Changes in gene expression of human monocyte derived dendritic cells exposed to live Borrelia burdgorferi or LTA

Dendritic cells bridge the innate and adaptive immune response by serving as sensors of infection and as the primary antigen presenting cells responsible for the initiation of the T cell response against invading pathogens. Initial interactions between B. burgdorferi, the causative agent of Human Lyme disease, and dendritic cells remain largely unexplored. To address this, we cultured monocyte-derived dendritic cells (moDCs) with and without the Toll-Like Receptor 2 agonist LTA or live B. burgdorferi and examined changes in gene expression using RNAseq.
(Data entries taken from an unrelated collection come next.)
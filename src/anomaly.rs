// Copyright 2026 loopd contributors
//
// Licensed under the Apache License, Version 2.0 (the "License");
// you may not use this file except in compliance with the License.
// You may obtain a copy of the License at
//
//     http://www.apache.org/licenses/LICENSE-2.0
//
// Unless required by applicable law or agreed to in writing, software
// distributed under the License is distributed on an "AS IS" BASIS,
// WITHOUT WARRANTIES OR CONDITIONS OF ANY KIND, either express or implied.
// See the License for the specific language governing permissions and
// limitations under the License.

//! Anomaly Engine (spec.md §4.C, Component C): counter-to-rate conversion,
//! moving-average maintenance, and tiered alarm evaluation.
//!
//! Grounded line-for-line on `examples/original_source/src/loopd/data.cpp`:
//! `process_intdata` (counter handling), `calculate_datamav` (moving
//! average), and `check_alarm` (threshold evaluation and clear/re-arm).
//! The C++ pushes straight onto a global `alarm_queue` of raw pointers;
//! here each function returns an [`AlarmEvent`] and the caller (the Main
//! Controller tick loop) is responsible for pushing an [`AlarmRef`] onto
//! the identifier-based queue (spec.md §9 Design Notes).

use std::collections::VecDeque;

use crate::config::PollerConfig;
use crate::model::{AlarmKind, PollData};

/// The modulus a `Counter64` wraps around at: `2^64`, not `u64::MAX`
/// (`2^64 - 1`) — spec.md §4.C-1 defines the wrap delta as `2^64 - c0 + c`.
const COUNTER_MODULUS: u128 = 1u128 << 64;

/// Delta (in counts/sec) above which a decreasing counter is treated as a
/// device-side counter reset rather than a 64-bit wraparound, per spec.md §6.
const COUNTER_RESET_CUTOFF: f64 = 500_000.0;

/// Outcome of folding one new raw counter reading into an interface's
/// poll state.
#[derive(Debug, Clone, Copy, PartialEq)]
pub enum CounterUpdate {
    /// First sample ever seen for this interface; counter was only seeded.
    Seeded,
    /// The counter decreased by more than the reset cutoff; treated as a
    /// device-side reset. Counter reseeded, no rate sample recorded.
    Reset,
    /// A rate sample (counts/sec) was computed and pushed onto the window.
    Delta(f64),
}

/// Converts one new `ifHCInBroadcastPkts` reading into a rate sample,
/// updating `poll.counter` and, on success, pushing the sample onto the
/// front of `poll.mav_vals` (spec.md §4.C `process_intdata`).
///
/// `timedelta_secs` is the elapsed time since the previous poll, derived
/// from the device's sysUpTime delta.
pub fn ingest_counter(poll: &mut PollData, new_counter: u64, timedelta_secs: f64) -> CounterUpdate {
    if poll.counter == 0 {
        poll.counter = new_counter;
        return CounterUpdate::Seeded;
    }

    let delta = if new_counter < poll.counter {
        let wrapped = COUNTER_MODULUS - poll.counter as u128 + new_counter as u128;
        let rate = wrapped as f64 / timedelta_secs;
        if rate > COUNTER_RESET_CUTOFF {
            poll.counter = new_counter;
            return CounterUpdate::Reset;
        }
        rate
    } else {
        (new_counter - poll.counter) as f64 / timedelta_secs
    };

    poll.mav_vals.push_front(delta);
    poll.counter = new_counter;
    CounterUpdate::Delta(delta)
}

/// Recomputes the moving average after a new sample has been pushed onto
/// `poll.mav_vals` (spec.md §4.C `calculate_datamav`).
///
/// Uses the incremental update once the window is full (subtract the
/// sample leaving the window, add the one entering it) and a plain mean
/// while still warming up. Must be called exactly once per sample pushed
/// by [`ingest_counter`], before [`evaluate_alarm`].
pub fn update_moving_average(poll: &mut PollData, window_size: usize) {
    if poll.alarm == AlarmKind::None {
        poll.prevmav = poll.lastmav;
    }

    let msize = poll.mav_vals.len();
    if window_size < msize {
        let back = *poll.mav_vals.back().expect("msize > 0");
        let front = *poll.mav_vals.front().expect("msize > 0");
        poll.lastmav = poll.lastmav - (back / window_size as f64) + (front / window_size as f64);
        poll.mav_vals.pop_back();
    } else {
        let sum: f64 = poll.mav_vals.iter().sum();
        poll.lastmav = sum / msize as f64;
    }
}

/// Result of evaluating alarm thresholds for one interface after a sample.
#[derive(Debug, Clone, Copy, PartialEq)]
pub enum AlarmEvent {
    /// No alarm active, none newly fired.
    Quiet,
    /// A previously firing alarm cleared and nothing re-fired this tick.
    Cleared,
    /// An alarm cleared and a (possibly different) condition immediately
    /// re-armed; per the original, this is logged but not re-queued the
    /// same tick the clear happened.
    ClearedAndRearmed(AlarmKind),
    /// An alarm is newly firing and should be pushed onto the alarm queue.
    Fired(AlarmKind),
    /// An alarm was already firing and still is; no new action needed.
    StillFiring(AlarmKind),
}

/// Evaluates (and possibly clears or fires) the alarm for one interface
/// (spec.md §4.C `check_alarm`).
///
/// `window_size` is the configured moving-average window, as a sample
/// count (matches [`PollerConfig::window_size`]).
pub fn evaluate_alarm(poll: &mut PollData, cfg: &PollerConfig, window_size: usize) -> AlarmEvent {
    let recover_ratio = cfg.recover_ratio_fraction();
    let front = match poll.mav_vals.front() {
        Some(&v) => v,
        None => return AlarmEvent::Quiet,
    };

    let mut check_reset = false;

    if poll.alarm != AlarmKind::None {
        let clears = match poll.alarm {
            AlarmKind::Bcmax => front < cfg.bcmax as f64,
            AlarmKind::Mavmax => poll.lastmav < cfg.mavmax as f64,
            AlarmKind::Spike => front < poll.prevmav * recover_ratio,
            AlarmKind::None => unreachable!(),
        };

        if clears {
            poll.alarm = AlarmKind::None;
            poll.lastmav = front;
            poll.prevmav = 0.0;
            poll.mav_vals.clear();
            check_reset = true;
        } else {
            return AlarmEvent::StillFiring(poll.alarm);
        }
    }

    let ratio = 0.8 - 0.7 * (poll.mav_vals.len() as f64 / window_size as f64);

    let front = poll.mav_vals.front().copied().unwrap_or(front);
    if (cfg.bcmax as f64) < front {
        poll.alarm = AlarmKind::Bcmax;
    } else if (cfg.mavmax as f64) < poll.lastmav {
        poll.alarm = AlarmKind::Mavmax;
    } else if poll.prevmav != 0.0
        && (cfg.mavlow as f64) < poll.lastmav
        && (poll.prevmav * ratio) < (poll.lastmav - poll.prevmav)
    {
        poll.alarm = AlarmKind::Spike;
    }

    if poll.alarm != AlarmKind::None {
        if check_reset {
            return AlarmEvent::ClearedAndRearmed(poll.alarm);
        }
        return AlarmEvent::Fired(poll.alarm);
    }

    if check_reset {
        AlarmEvent::Cleared
    } else {
        AlarmEvent::Quiet
    }
}

/// Drops samples beyond `window_size` from an externally-constructed
/// window. Only used by tests that seed `mav_vals` directly; production
/// code relies on [`update_moving_average`]'s incremental pop.
#[cfg(test)]
fn truncate(vals: &mut VecDeque<f64>, window_size: usize) {
    while vals.len() > window_size {
        vals.pop_back();
    }
}

#[cfg(test)]
mod tests {
    use super::*;

    fn cfg() -> PollerConfig {
        PollerConfig {
            update_interval_hours: 6,
            poll_interval_secs: 10,
            recheck_interval_secs: 2,
            bcmax: 1000,
            mavlow: 10,
            mavmax: 500,
            recover_ratio_pct: 50,
        }
    }

    #[test]
    fn first_sample_only_seeds_counter() {
        let mut poll = PollData::default();
        let outcome = ingest_counter(&mut poll, 100, 10.0);
        assert_eq!(outcome, CounterUpdate::Seeded);
        assert_eq!(poll.counter, 100);
        assert!(poll.mav_vals.is_empty());
    }

    #[test]
    fn normal_increase_computes_rate() {
        let mut poll = PollData::default();
        poll.counter = 1000;
        let outcome = ingest_counter(&mut poll, 1100, 10.0);
        assert_eq!(outcome, CounterUpdate::Delta(10.0));
        assert_eq!(poll.mav_vals.front(), Some(&10.0));
    }

    #[test]
    fn large_decrease_is_treated_as_reset() {
        let mut poll = PollData::default();
        poll.counter = 5_000_000;
        let outcome = ingest_counter(&mut poll, 10, 1.0);
        assert_eq!(outcome, CounterUpdate::Reset);
        assert_eq!(poll.counter, 10);
        assert!(poll.mav_vals.is_empty());
    }

    #[test]
    fn small_decrease_is_treated_as_wraparound() {
        let mut poll = PollData::default();
        poll.counter = u64::MAX - 50;
        let outcome = ingest_counter(&mut poll, 50, 1.0);
        assert_eq!(outcome, CounterUpdate::Delta(101.0));
    }

    #[test]
    fn moving_average_means_while_warming_up() {
        let mut poll = PollData::default();
        poll.mav_vals.push_front(20.0);
        poll.mav_vals.push_front(10.0);
        update_moving_average(&mut poll, 360);
        assert!((poll.lastmav - 15.0).abs() < f64::EPSILON);
    }

    #[test]
    fn moving_average_slides_once_window_is_full() {
        let mut poll = PollData::default();
        for v in [10.0, 10.0, 10.0] {
            poll.mav_vals.push_front(v);
        }
        update_moving_average(&mut poll, 3);
        assert!((poll.lastmav - 10.0).abs() < f64::EPSILON);

        poll.mav_vals.push_front(40.0);
        update_moving_average(&mut poll, 3);
        truncate(&mut poll.mav_vals, 3);
        assert!(poll.lastmav > 10.0);
        assert_eq!(poll.mav_vals.len(), 3);
    }

    #[test]
    fn bcmax_fires_on_raw_rate() {
        let mut poll = PollData::default();
        poll.mav_vals.push_front(2000.0);
        poll.lastmav = 50.0;
        let event = evaluate_alarm(&mut poll, &cfg(), 360);
        assert_eq!(event, AlarmEvent::Fired(AlarmKind::Bcmax));
    }

    #[test]
    fn mavmax_fires_on_average_rate() {
        let mut poll = PollData::default();
        poll.mav_vals.push_front(5.0);
        poll.lastmav = 600.0;
        let event = evaluate_alarm(&mut poll, &cfg(), 360);
        assert_eq!(event, AlarmEvent::Fired(AlarmKind::Mavmax));
    }

    #[test]
    fn bcmax_clears_once_rate_drops_back_down() {
        let mut poll = PollData::default();
        poll.alarm = AlarmKind::Bcmax;
        poll.mav_vals.push_front(5.0);
        poll.lastmav = 5.0;
        let event = evaluate_alarm(&mut poll, &cfg(), 360);
        assert_eq!(event, AlarmEvent::Cleared);
        assert_eq!(poll.alarm, AlarmKind::None);
    }

    #[test]
    fn still_firing_alarm_returns_early_without_reevaluating() {
        let mut poll = PollData::default();
        poll.alarm = AlarmKind::Bcmax;
        poll.mav_vals.push_front(5000.0);
        let event = evaluate_alarm(&mut poll, &cfg(), 360);
        assert_eq!(event, AlarmEvent::StillFiring(AlarmKind::Bcmax));
    }

    #[test]
    fn spike_requires_nonzero_baseline_and_minimum_average() {
        let mut poll = PollData::default();
        poll.mav_vals.push_front(50.0);
        poll.lastmav = 50.0;
        poll.prevmav = 5.0;
        let event = evaluate_alarm(&mut poll, &cfg(), 360);
        assert_eq!(event, AlarmEvent::Fired(AlarmKind::Spike));
    }

    #[test]
    fn no_samples_is_quiet() {
        let mut poll = PollData::default();
        let event = evaluate_alarm(&mut poll, &cfg(), 360);
        assert_eq!(event, AlarmEvent::Quiet);
    }
}
// src/exec/decode.rs

//! Streaming byte-to-text decoding for output chunks.
//!
//! Pipe reads can split a multi-byte UTF-8 sequence across two chunks. The
//! decoder keeps the incomplete tail and prepends it to the next chunk, so
//! decoding chunk by chunk gives the same text as decoding the whole stream
//! at once.

use std::fmt::Write as _;

use crate::exec::options::Encoding;

#[derive(Debug, Clone)]
pub struct ChunkDecoder {
    encoding: Encoding,
    pending: Vec<u8>,
}

impl ChunkDecoder {
    pub fn new(encoding: Encoding) -> Self {
        Self {
            encoding,
            pending: Vec::new(),
        }
    }

    /// Decode the next chunk of the stream.
    pub fn decode(&mut self, chunk: &[u8]) -> String {
        match self.encoding {
            Encoding::Utf8 => self.decode_utf8(chunk),
            Encoding::Latin1 => chunk.iter().map(|&b| char::from(b)).collect(),
            Encoding::Ascii => chunk.iter().map(|&b| char::from(b & 0x7f)).collect(),
            Encoding::Hex => {
                let mut out = String::with_capacity(chunk.len() * 2);
                for b in chunk {
                    let _ = write!(out, "{b:02x}");
                }
                out
            }
        }
    }

    /// Flush whatever is still buffered at end of stream.
    ///
    /// An incomplete UTF-8 sequence left over here decodes to U+FFFD.
    pub fn finish(&mut self) -> String {
        if self.pending.is_empty() {
            return String::new();
        }
        let rest = std::mem::take(&mut self.pending);
        String::from_utf8_lossy(&rest).into_owned()
    }

    fn decode_utf8(&mut self, chunk: &[u8]) -> String {
        let mut bytes = std::mem::take(&mut self.pending);
        bytes.extend_from_slice(chunk);

        let mut out = String::with_capacity(bytes.len());
        let mut rest = &bytes[..];
        loop {
            match std::str::from_utf8(rest) {
                Ok(valid) => {
                    out.push_str(valid);
                    break;
                }
                Err(err) => {
                    let (valid, after) = rest.split_at(err.valid_up_to());
                    out.push_str(&String::from_utf8_lossy(valid));
                    match err.error_len() {
                        Some(len) => {
                            out.push(char::REPLACEMENT_CHARACTER);
                            rest = &after[len..];
                        }
                        None => {
                            // Incomplete sequence at the end; wait for more bytes.
                            self.pending = after.to_vec();
                            break;
                        }
                    }
                }
            }
        }
        out
    }
}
We observed that B. burgdorferi exposed moDCs display a distinct and novel gene expression signature that differs from that induced by the Toll-Like Receptor 2 reference agonist. Collectively these studies indicate that the interaction of live B. burgdorferi with mo-DCs promotes a unique mature DC phenotype that likely impacts the nature of the adaptive T cell response generated in human Lyme disease. We isolated monocytes derived dendritic cells (moDCs) from seven different human subjects. MoDCs were either left unstimlulated or stimulated them in vitro with either Lipotechoic Acid (LTA) or two different stains of Borrelia burdorferi (A3 and Bb31) . We also used multiplicities of infection (moi) of 1 and 10 bacteria/cell. Thre stimulaiton was carreid out for 8 and 24hrs after which cells were harvested and RNA extracted for RNAseq analysis.